Acredito que há um momento de paz em nossa vida, são os nossos primeiros anos, quando ainda não florescemos a capacidade de pensar no futuro. O que nos diferencia das outras espécies, erroneamente discriminadas como irracionais, é que temos essa maldição de pensar além, de inventar coisas que ainda não aconteceram. Como diria Renato Russo em Pais e Filhos: “É preciso amar as pessoas como se não houvesse amanhã, porque se você parar para pensar, na verdade não há”.
Vendo o hoje, tenho medo do futuro. Já não exercemos mais o olho no olho, o aperto de mão, o abraço, as conversas longas, as risadas de doer barriga… Estamos desidratando nossa humanidade em prol da frieza das máquinas. Como será nosso futuro se estamos cada vez mais distantes um do outro? Só me resta pensar que cada um se entocará em seu próprio mundo virtual onde inexistem as desventuras e ninguém jamais contestará as suas opiniões.

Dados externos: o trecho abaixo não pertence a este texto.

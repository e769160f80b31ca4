//! Final script minification.

use oxc_allocator::Allocator;
use oxc_codegen::{Codegen, CodegenOptions};
use oxc_minifier::{
    CompressOptions, CompressOptionsKeepNames, MangleOptions, MangleOptionsKeepNames, Minifier,
    MinifierOptions,
};
use oxc_parser::Parser;
use oxc_span::SourceType;
use oxc_transformer::EngineTargets;

#[derive(Debug, Clone, PartialEq, Eq)]
pub struct ScriptMinifyOptions {
    pub drop_console: bool,
    pub keep_names: bool,
    /// Syntax level the compressor may not exceed
    pub target: String,
}

impl Default for ScriptMinifyOptions {
    fn default() -> Self {
        Self {
            drop_console: true,
            keep_names: true,
            target: "es2015".to_string(),
        }
    }
}

/// Compress and mangle a complete script (a chunk or an inline `<script>`).
pub fn minify_script(code: &str, options: &ScriptMinifyOptions) -> Result<String, String> {
    let allocator = Allocator::default();
    let source_type = SourceType::mjs().with_module(false);
    let ret = Parser::new(&allocator, code, source_type).parse();
    if let Some(err) = ret.errors.first() {
        return Err(err.message.to_string());
    }
    let mut program = ret.program;

    let (mangle_names, compress_names) = if options.keep_names {
        (MangleOptionsKeepNames::all_true(), CompressOptionsKeepNames::all_true())
    } else {
        (MangleOptionsKeepNames::all_false(), CompressOptionsKeepNames::all_false())
    };

    let target = EngineTargets::from_target(&options.target)
        .map_err(|e| format!("unsupported minify target '{}': {e}", options.target))?;

    let minified = Minifier::new(MinifierOptions {
        mangle: Some(MangleOptions {
            keep_names: mangle_names,
            ..MangleOptions::default()
        }),
        compress: Some(CompressOptions {
            drop_console: options.drop_console,
            keep_names: compress_names,
            target,
            ..CompressOptions::smallest()
        }),
    })
    .minify(&allocator, &mut program);

    Ok(Codegen::new()
        .with_options(CodegenOptions::minify())
        .with_scoping(minified.scoping)
        .build(&program)
        .code)
}

#[cfg(test)]
mod tests {
    use super::*;

    #[test]
    fn drops_console_and_whitespace() {
        let out = minify_script(
            "function greet(name) {\n  console.log(name);\n  return 'hi ' + name;\n}\nwindow.greet = greet;\n",
            &ScriptMinifyOptions::default(),
        )
        .unwrap();
        assert!(!out.contains("console"));
        assert!(out.len() < 70);
    }

    #[test]
    fn keeps_function_and_class_names() {
        let out = minify_script(
            "(function () { function Widget() {} class Panel {} window.x = [Widget, Panel]; })();",
            &ScriptMinifyOptions::default(),
        )
        .unwrap();
        assert!(out.contains("Widget"));
        assert!(out.contains("Panel"));
    }

    #[test]
    fn console_kept_when_requested() {
        let options = ScriptMinifyOptions {
            drop_console: false,
            ..ScriptMinifyOptions::default()
        };
        assert!(minify_script("console.log(1);", &options).unwrap().contains("console"));
    }

    #[test]
    fn syntax_errors_are_reported() {
        assert!(minify_script("var = ;", &ScriptMinifyOptions::default()).is_err());
    }
}
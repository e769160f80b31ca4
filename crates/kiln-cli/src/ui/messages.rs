//! One-line status messages on stderr.

use owo_colors::{OwoColorize, Stream, Style};

fn symbol(symbol: &str, style: Style) -> String {
    symbol
        .if_supports_color(Stream::Stderr, |s| s.style(style))
        .to_string()
}

pub fn success(message: &str) {
    eprintln!("{} {}", symbol("✓", Style::new().green().bold()), message);
}

pub fn info(message: &str) {
    eprintln!("{} {}", symbol("ℹ", Style::new().blue().bold()), message);
}

pub fn warning(message: &str) {
    eprintln!(
        "{} {}",
        symbol("⚠", Style::new().yellow().bold()),
        message.if_supports_color(Stream::Stderr, |m| m.yellow())
    );
}

pub fn error(message: &str) {
    eprintln!(
        "{} {}",
        symbol("✗", Style::new().red().bold()),
        message.if_supports_color(Stream::Stderr, |m| m.red())
    );
}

“Chegará um dia em que a tecnologia ultrapassará a interação humana, e o mundo terá uma geração de idiotas.” - Albert Einstein
Evito pensar no futuro pois tenho medo. A gente sabe o destino final que aguarda a todos mas, se fôssemos pensar nisso o tempo todo, compraríamos passagem adiantada para ele. O problema é esse pensar demais, criar imagens medonhas que de tanto imaginados se sobrepõem à realidade. O pensamento acelerado em virtude do turbilhão de informações que nos cercam por todos os lados é o que vem terremotando nossa saúde mental.
Pois bem, de tanto temer o futuro, acabo querendo descansar no presente. Fui dotado de nascença por uma indecisão constante. Nunca soube o que quero de fato. Não sou como aquelas pessoas obstinadas que já calculam todo o caminho que querem percorrer na vida. Sou uma planta que vai se esgalhando sem propósito e vez ou outra recebe uma poda compulsória. Eu ainda estou na busca, uma busca eterna pela construção de uma identidade e pela escolha de um sonho. No entanto, talvez eu não tenha sido aparelhado para linhas retas. Pode ser que tenha vindo a este mundo não para passar pela cabeça da agulha, mas para engordar novelos.
O caos sempre me encantou mais que a perfeição. Por mim, jamais podaria as minhas plantas. Gosto de ver o caminho que cada uma trilha à sua forma. Gosto de apreciar o torto, o orgânico, longe da perfeição da geometria e de toda maneira de exatidão. Tendo em vista essa minha predileção, evito desenhar o futuro e medi-lo milimetricamente. Vou, pacientemente, fincando raízes no que der e vier, onde houver, naquele instante, sombra e água fresca. O problema é que o sol muda de lugar várias vezes ao ano. O problema é que a água evapora…
“Me dei conta de que o passado e o futuro são ilusões reais.” - Alan Watts
Futuro O futuro é uma doença à frente de seu tempo Parasita esperanças Vasculariza nos dias Metástase À moda de erva daninha. Sintomas: Gosto doce na boca Alucinações Desejos febris Dores fantasmas. Tratamento: Não ingerir cápsulas do tempo Lembrar de esquecer o que nunca houve Chamar o agora para um café Ver que os planos nunca alcançam todas as dimensões. A. Alves
O que vi por aí
Miyazaki se despede em grande estilo com o Menino e a Garça. A obra é plena de referências não só ao próprio autor mas ao universo incrível que ele criou. A animação gira em torno do luto, da superação, da busca por construir novos mundos. Tudo isso unido à uma imensidão de cores, seres fantásticos, natureza e movimentos, torna O Menino e a Garça uma obra impecável estética e substancialmente.
Quem acompanha o desenrolar do enredo apenas pelo que é mostrado, perde uma boa parte da experiência. A história é rica nas entrelinhas e nas metáforas tão presentes. Miyazaki deixa para nós um legado inesquecível e passa, melancolicamente, a mensagem de que seu mundo está desmoronando mas que novos serão criados por outras mãos, talvez inspiradas em suas criações.
Disponível na Netflix.
Gostei muito da sua dica sobre O Menino e a Garça. Vou assistir. Em tempo: o futuro também me apavora.
Vale a pena conferir O Menino e a Garça. Pois é, Ricardo, o futuro é um fantasma que assombra todo dia! Obrigado pela leitura.